Le modèle du Centrex, PBX hébergé, opéré et mutualisé, est sans doute celui qui a suscité le plus de curiosité, particulièrement en France, sans doute en raison de la présence de trois champions - Centile, Cirpack/Thomson et Netcentrex/Comverse - et également parce que le Centrex y apparaît comme neuf alors qu'il est déjà bien établi outre-Atlantique.

Le paradoxe du Centrex

En revanche, on ne peut pas dire, malgré l'activisme et la qualité de plusieurs nouveaux acteurs, que le boom du Centrex ait eu lieu. Parmi les grands acteurs, Orange a mis en avant son offre de Business Live Box par rapport à son offre de Centrex ; 9Cegetel a préféré se concentrer sur ses offres de boxes, 9Office et 9Pass ; et Completel est parti sur la même logique avec l'offre Complétude. La frilosité des «majeurs» a sans doute pénalisé l'essor global du marché, d'où émergent cependant Ipnotic et surtout B3G, qui a développé un important réseau de distribution indirecte et a conquis plusieurs grands comptes.
Plusieurs raisons à ce semi-échec. On peut discuter de la nécessaire maturation des technologies, des offres de services et du marché, mais, plus structurellement, l'explication réside dans ce que l'on pourrait appeler le «paradoxe du Centrex». Cette offre a d'abord été destinée aux petites structures (jusqu'à vingt postes) avec une logique de vente reposant sur les prix. Au final, l'opérateur se retrouve avec des revenus par client faibles, alors qu'il doit faire face à d'importants frais d'acquisition, d'installation et de mise à niveau de l'environnement client. Comment sortir du paradoxe ? En s'adressant aux grands comptes ! Ceux-ci disposent souvent d'un WAN MPLS avec les garanties de QoS nécessaires et bénéficient d'une équipe interne assez compétente et organisée pour préparer en amont l'environnement d'accueil de la solution Centrex. On a d'ailleurs vu, en 2006, plusieurs d'entre eux se tourner vers de telles solutions pour leurs petits sites, agences ou magasins, aux besoins fonctionnels réduits. Certains considèrent même le Centrex comme le coeur de toute leur architecture de communication, siège inclus. Les fournisseurs de services de Centrex révisent donc leur orientation et enrichissent leurs offres : des solutions de Centrex intègrent des fonctionnalités de SVI et ACD qui n'ont rien à envier à celles des PBX, ou des services évolués de collaboration et de convergence fixe-mobile.

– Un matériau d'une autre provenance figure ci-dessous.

impl ObjectDetectionLabels {
    /// Creates labels from global-frame boxes, class ids and optional
    /// scores (1.0 for every box when `None`).
    ///
    /// # Errors
    /// Returns [`SceneLabelError::FieldLengthMismatch`] if `class_ids` or
    /// `scores` does not hold one value per box.
    pub fn new(
        boxes: Vec<BBox>,
        class_ids: Vec<ClassId>,
        scores: Option<Vec<f64>>,
    ) -> Result<Self, SceneLabelError> {
        let scores = scores.unwrap_or_else(|| vec![1.0; class_ids.len()]);
        let mut box_list = BoxList::new(boxes);
        box_list.add_classes(class_ids)?;
        box_list.add_scores(scores)?;
        Ok(Self { box_list })
    }

    /// Creates a label set without boxes.
    pub fn empty() -> Self {
        Self {
            box_list: BoxList::empty_labeled(),
        }
    }

    /// Creates labels from a box list carrying `classes` and, optionally,
    /// `scores`. Other fields are dropped.
    ///
    /// # Errors
    /// Returns [`SceneLabelError::MissingField`] if `classes` is absent.
    pub fn from_box_list(box_list: &BoxList) -> Result<Self, SceneLabelError> {
        let class_ids = box_list.classes()?.to_vec();
        let scores = box_list.scores().ok().map(<[f64]>::to_vec);
        Self::new(box_list.get().to_vec(), class_ids, scores)
    }

    /// Creates labels from a GeoJSON feature collection in pixel
    /// coordinates.
    ///
    /// Each feature becomes the bounding envelope of its geometry, with the
    /// required `class_id` property and the optional `score` property
    /// (default 1.0). With an `extent`, only boxes lying at least 80% inside
    /// it are kept, and those are clipped to it.
    ///
    /// # Errors
    /// Fails on the first feature with a missing or invalid `class_id`,
    /// an invalid `score`, or an unusable geometry.
    pub fn from_geojson(
        collection: &FeatureCollection,
        extent: Option<&BBox>,
    ) -> Result<Self, SceneLabelError> {
        let mut boxes = Vec::with_capacity(collection.features.len());
        let mut class_ids = Vec::with_capacity(collection.features.len());
        let mut scores = Vec::with_capacity(collection.features.len());

        for (index, feature) in collection.features.iter().enumerate() {
            boxes.push(feature.envelope(index)?);
            class_ids.push(feature.class_id(index)?);
            scores.push(feature.score(index)?);
        }

        let labels = Self::new(boxes, class_ids, Some(scores))?;
        match extent {
            Some(extent) => labels.get_overlapping(extent, EXTENT_IOA_THRESH, true),
            None => Ok(labels),
        }
    }

    /// Returns the number of boxes.
    pub fn len(&self) -> usize {
        self.box_list.len()
    }

    pub fn is_empty(&self) -> bool {
        self.box_list.is_empty()
    }

    pub fn boxes(&self) -> &[BBox] {
        self.box_list.get()
    }

    /// Returns the boxes as `[ymin, xmin, ymax, xmax]` rows.
    pub fn npboxes(&self) -> Vec<[f64; 4]> {
        self.box_list.npboxes()
    }

    pub fn class_ids(&self) -> &[ClassId] {
        self.box_list.classes().unwrap_or_default()
    }

    pub fn scores(&self) -> &[f64] {
        self.box_list.scores().unwrap_or_default()
    }

    /// Returns the underlying box list.
    pub fn to_box_list(&self) -> &BoxList {
        &self.box_list
    }

    /// Returns `box -> (class id, score)`. Later rows win when several boxes
    /// share the same coordinates.
    pub fn to_map(&self) -> HashMap<BoxKey, (ClassId, f64)> {
        self.boxes()
            .iter()
            .zip(self.class_ids())
            .zip(self.scores())
            .map(|((bbox, &class_id), &score)| (bbox.key(), (class_id, score)))
            .collect()
    }

    /// Returns the rows of `first` followed by the rows of `second`.
    pub fn concatenate(first: &Self, second: &Self) -> Result<Self, SceneLabelError> {
        let box_list = ops::concatenate(&[&first.box_list, &second.box_list])?;
        Self::from_box_list(&box_list)
    }

    /// Returns the rows of `self` followed by the rows of `other`.
    pub fn merge(&self, other: &Self) -> Result<Self, SceneLabelError> {
        Self::concatenate(self, other)
    }

    /// Adds the model output of one window to this label set.
    ///
    /// `item` is in the window's local frame; it is moved to the global
    /// frame and appended after the existing rows.
    ///
    /// # Errors
    /// Returns [`SceneLabelError::FieldLengthMismatch`] if the class ids or
    /// scores of `item` do not match its boxes. `self` is left unchanged on
    /// error.
    pub fn set_window(&mut self, window: &BBox, item: WindowLabels) -> Result<(), SceneLabelError> {
        let boxes = Self::local_to_global(&item.boxes, window);
        let new_labels = Self::new(boxes, item.class_ids, item.scores)?;
        let merged = self.merge(&new_labels)?;
        self.box_list = merged.box_list;
        Ok(())
    }

    /// Returns the labels covering at least half of their own area inside
    /// `window`, unclipped.
    pub fn get_window(&self, window: &BBox) -> Result<Self, SceneLabelError> {
        self.get_overlapping(window, DEFAULT_IOA_THRESH, false)
    }

    /// Returns the labels whose intersection with `window` covers at least
    /// `ioa_thresh` of their own area, optionally clipped to `window`.
    pub fn get_overlapping(
        &self,
        window: &BBox,
        ioa_thresh: f64,
        clip: bool,
    ) -> Result<Self, SceneLabelError> {
        let window_list = BoxList::new(vec![*window]);
        let mut box_list = ops::prune_non_overlapping_boxes(&self.box_list, &window_list, ioa_thresh)?;
        if clip {
            box_list = ops::clip_to_window(&box_list, window);
        }
        Self::from_box_list(&box_list)
    }

    /// Moves boxes from the frame of `window` to the global frame.
    pub fn local_to_global(boxes: &[BBox], window: &BBox) -> Vec<BBox> {
        boxes
            .iter()
            .map(|b| b.shift(window.ymin, window.xmin))
            .collect()
    }

    /// Moves boxes from the global frame to the frame of `window`.
    pub fn global_to_local(boxes: &[BBox], window: &BBox) -> Vec<BBox> {
        boxes
            .iter()
            .map(|b| b.shift(-window.ymin, -window.xmin))
            .collect()
    }

    /// Divides local boxes by the window height (rows) and width (columns).
    ///
    /// Results are not clamped, so boxes reaching outside the window map
    /// outside `[0, 1]`.
    pub fn local_to_normalized(boxes: &[BBox], window: &BBox) -> Vec<BBox> {
        let (height, width) = window.size();
        boxes
            .iter()
            .map(|b| BBox::new(b.ymin / height, b.xmin / width, b.ymax / height, b.xmax / width))
            .collect()
    }

    /// Inverse of [`ObjectDetectionLabels::local_to_normalized`].
    pub fn normalized_to_local(boxes: &[BBox], window: &BBox) -> Vec<BBox> {
        let (height, width) = window.size();
        boxes
            .iter()
            .map(|b| BBox::new(b.ymin * height, b.xmin * width, b.ymax * height, b.xmax * width))
            .collect()
    }

    /// Keeps the boxes lying entirely within at least one AOI polygon.
    ///
    /// Boxes that merely intersect an AOI are dropped.
    pub fn filter_by_aoi(&self, aoi_polygons: &[Polygon<f64>]) -> Self {
        let keep: Vec<usize> = self
            .boxes()
            .iter()
            .enumerate()
            .filter(|(_, bbox)| {
                let polygon = bbox.to_polygon();
                aoi_polygons.iter().any(|aoi| polygon.is_within(aoi))
            })
            .map(|(index, _)| index)
            .collect();

        debug!(
            "filter_by_aoi: kept {} of {} box(es) within {} AOI polygon(s)",
            keep.len(),
            self.len(),
            aoi_polygons.len()
        );
        Self {
            box_list: self.box_list.select(&keep),
        }
    }

    /// Removes duplicate detections with non-maximum suppression.
    ///
    /// Boxes scoring below `score_thresh` are dropped and boxes whose IoU
    /// with a better-scoring box exceeds `merge_thresh` are suppressed. At
    /// most `max_output_size` boxes are kept (all of them when `None`).
    pub fn prune_duplicates(
        &self,
        score_thresh: f64,
        merge_thresh: f64,
        max_output_size: Option<usize>,
    ) -> Result<Self, SceneLabelError> {
        let max_output_size = max_output_size.unwrap_or(self.len());
        let box_list =
            ops::non_max_suppression(&self.box_list, max_output_size, merge_thresh, score_thresh)?;
        Self::from_box_list(&box_list)
    }

    /// [`ObjectDetectionLabels::prune_duplicates`] driven by [`PruneOptions`].
    pub fn prune_with(&self, opts: &PruneOptions) -> Result<Self, SceneLabelError> {
        self.prune_duplicates(opts.score_thresh, opts.merge_thresh, opts.max_output_size)
    }

    /// Compares boxes, class ids and scores row by row.
    ///
    /// # Errors
    /// Returns [`SceneLabelError::LabelsMismatch`] describing the first
    /// difference.
    pub fn check_equal(&self, expected: &Self) -> Result<(), SceneLabelError> {
        if self.len() != expected.len() {
            return Err(SceneLabelError::LabelsMismatch(format!(
                "{} box(es) vs {} expected",
                self.len(),
                expected.len()
            )));
        }

        let rows = self
            .boxes()
            .iter()
            .zip(self.class_ids())
            .zip(self.scores());
        let expected_rows = expected
            .boxes()
            .iter()
            .zip(expected.class_ids())
            .zip(expected.scores());

        for (row, (actual, wanted)) in rows.zip(expected_rows).enumerate() {
            if actual != wanted {
                return Err(SceneLabelError::LabelsMismatch(format!(
                    "row {}: {:?} vs {:?} expected",
                    row, actual, wanted
                )));
            }
        }
        Ok(())
    }

    /// Like [`ObjectDetectionLabels::check_equal`], but panics on mismatch.
    ///
    /// Meant for tests.
    #[track_caller]
    pub fn assert_equal(&self, expected: &Self) {
        if let Err(err) = self.check_equal(expected) {
            panic!("{}", err);
        }
    }

    /// Hands the labels to a label store for persistence.
    pub fn save<S: LabelStore + ?Sized>(&self, store: &S) -> Result<(), SceneLabelError> {
        store.save(self)
    }
}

Les fournisseurs de Centrex se placent dans le sillage de leurs clients opérateurs et les suivent dans leur tentative d'approche par le «haut». S'appuyant sur les limites de l'iPBX, ils cherchent même à doubler les opérateurs et s'adressent directement aux entreprises. Quels débouchés sinon, dès lors que toutes les positions ou presque auprès des opérateurs sont prises ? Certains fournisseurs de softswitches le font d'autant plus volontiers qu'ils sont déjà dans une offre totalement logicielle et que la frontière, déjà hésitante, entre l'entreprise et l'opérateur, qui tenait essentiellement au hardware, disparaît.
On assiste bien à un double mouvement des grands comptes vers les fournisseurs de Centrex et vice versa. La rencontre aura-t-elle lieu ? Certainement pour les entreprises qui disposent des compétences et de l'organisation nécessaires. Pour les autres, il faudra compter sur la mise en place d'un écosystème composé des sociétés de services et de conseil, des fournisseurs de technologies, des opérateurs et des intégrateurs.